• **Task item**
Only one stretch of the data below is needed. Output the lines from the one with "use std::any::Any;" up to and including the one with "worker was started", exactly as they stand.

• **Excerpts from a dataset**
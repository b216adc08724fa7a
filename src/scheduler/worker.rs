//! Worker thread implementation
//!
//! A worker is attached to the scheduler's admission queue for its whole
//! lifetime. Each `start` spawns a fresh OS thread that pulls jobs from the
//! queue until it is stopped or the queue is closed and drained.

use std::any::Any;
use std::panic::{self, AssertUnwindSafe};
use std::sync::Arc;
use std::sync::atomic::{AtomicUsize, Ordering};
use std::thread::{self, JoinHandle};
use std::time::Duration;
use crossbeam::channel::{bounded, Receiver, Sender};
use crossbeam::select;
use parking_lot::Mutex;
use crate::error::{Error, Result};
use super::job::Job;

/// Unique identifier for a worker within its scheduler
#[derive(Debug, Clone, Copy, PartialEq, Eq, Hash)]
pub struct WorkerId(pub usize);

impl WorkerId {
    /// Get the numeric ID
    pub fn as_usize(&self) -> usize {
        self.0
    }
}

/// Worker lifecycle state
#[derive(Debug, Clone, Copy, PartialEq, Eq)]
pub enum WorkerState {
    /// No thread is running for this worker
    Stopped,
    /// Running and waiting for work
    Idle,
    /// Running and executing jobs
    Busy,
    /// Asked to stop, finishing the current job
    Stopping,
}

impl WorkerState {
    fn as_usize(self) -> usize {
        match self {
            WorkerState::Stopped => 0,
            WorkerState::Idle => 1,
            WorkerState::Busy => 2,
            WorkerState::Stopping => 3,
        }
    }

    fn from_usize(value: usize) -> Self {
        match value {
            1 => WorkerState::Idle,
            2 => WorkerState::Busy,
            3 => WorkerState::Stopping,
            _ => WorkerState::Stopped,
        }
    }

    /// Whether a thread is running for this state
    pub fn is_active(self) -> bool {
        self != WorkerState::Stopped
    }
}

/// Statistics for a worker
#[derive(Debug, Default)]
pub struct WorkerStats {
    /// Number of jobs executed, including ones that panicked
    pub jobs_executed: AtomicUsize,
    /// Number of jobs that panicked
    pub jobs_panicked: AtomicUsize,
    /// Number of times the worker was started
    pub activations: AtomicUsize,
    /// Number of idle ticks observed with no job
    pub idle_ticks: AtomicUsize,
}

/// Worker configuration
#[derive(Debug, Clone)]
pub struct WorkerConfig {
    /// Worker ID
    pub id: WorkerId,
    /// Thread name
    pub name: String,
    /// How long a worker waits for a job before it reports itself idle
    pub idle_tick: Duration,
}

impl Default for WorkerConfig {
    fn default() -> Self {
        Self {
            id: WorkerId(0),
            name: "pool-worker-0".to_string(),
            idle_tick: Duration::from_secs(1),
        }
    }
}

/// Worker that executes jobs from an attached queue
pub struct Worker {
    /// Worker configuration
    config: WorkerConfig,
    /// Current state, stored as `WorkerState::as_usize`
    state: Arc<AtomicUsize>,
    /// Receive side of the attached queue
    jobs: Receiver<Job>,
    /// Stop signal for the running thread
    stop_tx: Sender<()>,
    stop_rx: Receiver<()>,
    /// Statistics
    stats: Arc<WorkerStats>,
    /// Thread handle of the current or last activation
    thread_handle: Mutex<Option<JoinHandle<()>>>,
}

impl Worker {
    /// Create a stopped worker attached to `jobs`
    pub fn new(config: WorkerConfig, jobs: Receiver<Job>) -> Self {
        let (stop_tx, stop_rx) = bounded(1);
        Self {
            config,
            state: Arc::new(AtomicUsize::new(WorkerState::Stopped.as_usize())),
            jobs,
            stop_tx,
            stop_rx,
            stats: Arc::new(WorkerStats::default()),
            thread_handle: Mutex::new(None),
        }
    }

    /// Start the worker thread
    ///
    /// Fails if the worker is already active.
    pub fn start(&self) -> Result<()> {
        let mut handle = self.thread_handle.lock();

        if self.state().is_active() {
            return Err(Error::RuntimeError {
                reason: format!("Worker {} already started", self.config.id.0),
            });
        }

        // The previous thread has already published Stopped
        if let Some(previous) = handle.take() {
            if previous.join().is_err() {
                log::warn!("Worker {} previous thread panicked", self.config.id.0);
            }
        }
        while self.stop_rx.try_recv().is_ok() {}

        if !self.transition(WorkerState::Stopped, WorkerState::Idle) {
            return Err(Error::RuntimeError {
                reason: format!("Worker {} already started", self.config.id.0),
            });
        }

        let id = self.config.id;
        let idle_tick = self.config.idle_tick;
        let state = Arc::clone(&self.state);
        let jobs = self.jobs.clone();
        let stop_rx = self.stop_rx.clone();
        let stop_tx = self.stop_tx.clone();
        let stats = Arc::clone(&self.stats);

        let spawned = thread::Builder::new()
            .name(self.config.name.clone())
            .spawn(move || {
                // A dropped `Worker` must not look like a stop signal
                let _stop_tx = stop_tx;
                worker_loop(id, idle_tick, state, jobs, stop_rx, stats);
            });

        match spawned {
            Ok(thread) => {
                *handle = Some(thread);
                self.stats.activations.fetch_add(1, Ordering::Relaxed);
                Ok(())
            }
            Err(e) => {
                self.state.store(WorkerState::Stopped.as_usize(), Ordering::Release);
                Err(Error::SpawnError {
                    reason: format!("{}: {}", self.config.name, e),
                })
            }
        }
    }

    /// Ask the worker thread to exit after its current job
    ///
    /// Returns `false` if the worker was not active or is already stopping.
    pub fn stop(&self) -> bool {
        loop {
            let current = self.state();
            match current {
                WorkerState::Stopped | WorkerState::Stopping => return false,
                WorkerState::Idle | WorkerState::Busy => {
                    if self.transition(current, WorkerState::Stopping) {
                        let _ = self.stop_tx.try_send(());
                        return true;
                    }
                }
            }
        }
    }

    /// Join the thread of the last activation, if it has one
    ///
    /// Blocks until that thread exits, so callers stop the worker first.
    pub fn join(&self) -> Result<()> {
        let handle = self.thread_handle.lock().take();
        if let Some(handle) = handle {
            handle.join().map_err(|_| Error::RuntimeError {
                reason: format!("Worker {} thread panicked", self.config.id.0),
            })?;
        }
        Ok(())
    }

    /// Get the current state of the worker
    pub fn state(&self) -> WorkerState {
        WorkerState::from_usize(self.state.load(Ordering::Acquire))
    }

    /// Whether the worker is active and waiting for work
    pub fn is_idle(&self) -> bool {
        self.state() == WorkerState::Idle
    }

    /// Whether the worker has a running thread
    pub fn is_active(&self) -> bool {
        self.state().is_active()
    }

    /// Get worker ID
    pub fn id(&self) -> WorkerId {
        self.config.id
    }

    /// Get the worker thread name
    pub fn name(&self) -> &str {
        &self.config.name
    }

    /// Get worker statistics
    pub fn stats(&self) -> WorkerStats {
        WorkerStats {
            jobs_executed: AtomicUsize::new(self.stats.jobs_executed.load(Ordering::Relaxed)),
            jobs_panicked: AtomicUsize::new(self.stats.jobs_panicked.load(Ordering::Relaxed)),
            activations: AtomicUsize::new(self.stats.activations.load(Ordering::Relaxed)),
            idle_ticks: AtomicUsize::new(self.stats.idle_ticks.load(Ordering::Relaxed)),
        }
    }

    fn transition(&self, from: WorkerState, to: WorkerState) -> bool {
        transition(&self.state, from, to)
    }
}

fn transition(state: &AtomicUsize, from: WorkerState, to: WorkerState) -> bool {
    state
        .compare_exchange(from.as_usize(), to.as_usize(), Ordering::AcqRel, Ordering::Acquire)
        .is_ok()
}

/// Main worker loop
fn worker_loop(
    id: WorkerId,
    idle_tick: Duration,
    state: Arc<AtomicUsize>,
    jobs: Receiver<Job>,
    stop_rx: Receiver<()>,
    stats: Arc<WorkerStats>,
) {
    log::debug!("Worker {} started", id.0);

    loop {
        // Stopped while busy; no further job is dequeued
        if state.load(Ordering::Acquire) == WorkerState::Stopping.as_usize() {
            break;
        }

        select! {
            recv(stop_rx) -> _ => break,
            recv(jobs) -> job => match job {
                Ok(job) => {
                    // Fails when stopping; the dequeued job still runs
                    transition(&state, WorkerState::Idle, WorkerState::Busy);
                    run_job(id, job, &stats);
                }
                // Queue closed and drained
                Err(_) => break,
            },
            default(idle_tick) => {
                transition(&state, WorkerState::Busy, WorkerState::Idle);
                stats.idle_ticks.fetch_add(1, Ordering::Relaxed);
            }
        }
    }

    state.store(WorkerState::Stopped.as_usize(), Ordering::Release);
    log::debug!("Worker {} stopped", id.0);
}

/// Run one job, containing any panic it raises
fn run_job(id: WorkerId, job: Job, stats: &WorkerStats) {
    let job_id = job.id();
    let outcome = panic::catch_unwind(AssertUnwindSafe(|| job.run()));

    stats.jobs_executed.fetch_add(1, Ordering::Relaxed);
    if let Err(payload) = outcome {
        stats.jobs_panicked.fetch_add(1, Ordering::Relaxed);
        log::error!(
            "Job {} panicked on worker {}: {}",
            job_id,
            id.0,
            panic_message(payload.as_ref())
        );
    }
}

fn panic_message(payload: &(dyn Any + Send)) -> &str {
    if let Some(s) = payload.downcast_ref::<&str>() {
        *s
    } else if let Some(s) = payload.downcast_ref::<String>() {
        s.as_str()
    } else {
        "unknown panic payload"
    }
}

• **Response to this task**
use std::any::Any;
use std::panic::{self, AssertUnwindSafe};
use std::sync::Arc;
use std::sync::atomic::{AtomicUsize, Ordering};
use std::thread::{self, JoinHandle};
use std::time::Duration;
use crossbeam::channel::{bounded, Receiver, Sender};
use crossbeam::select;
use parking_lot::Mutex;
use crate::error::{Error, Result};
use super::job::Job;

/// Unique identifier for a worker within its scheduler
#[derive(Debug, Clone, Copy, PartialEq, Eq, Hash)]
pub struct WorkerId(pub usize);

impl WorkerId {
    /// Get the numeric ID
    pub fn as_usize(&self) -> usize {
        self.0
    }
}

/// Worker lifecycle state
#[derive(Debug, Clone, Copy, PartialEq, Eq)]
pub enum WorkerState {
    /// No thread is running for this worker
    Stopped,
    /// Running and waiting for work
    Idle,
    /// Running and executing jobs
    Busy,
    /// Asked to stop, finishing the current job
    Stopping,
}

impl WorkerState {
    fn as_usize(self) -> usize {
        match self {
            WorkerState::Stopped => 0,
            WorkerState::Idle => 1,
            WorkerState::Busy => 2,
            WorkerState::Stopping => 3,
        }
    }

    fn from_usize(value: usize) -> Self {
        match value {
            1 => WorkerState::Idle,
            2 => WorkerState::Busy,
            3 => WorkerState::Stopping,
            _ => WorkerState::Stopped,
        }
    }

    /// Whether a thread is running for this state
    pub fn is_active(self) -> bool {
        self != WorkerState::Stopped
    }
}

/// Statistics for a worker
#[derive(Debug, Default)]
pub struct WorkerStats {
    /// Number of jobs executed, including ones that panicked
    pub jobs_executed: AtomicUsize,
    /// Number of jobs that panicked
    pub jobs_panicked: AtomicUsize,
    /// Number of times the worker was started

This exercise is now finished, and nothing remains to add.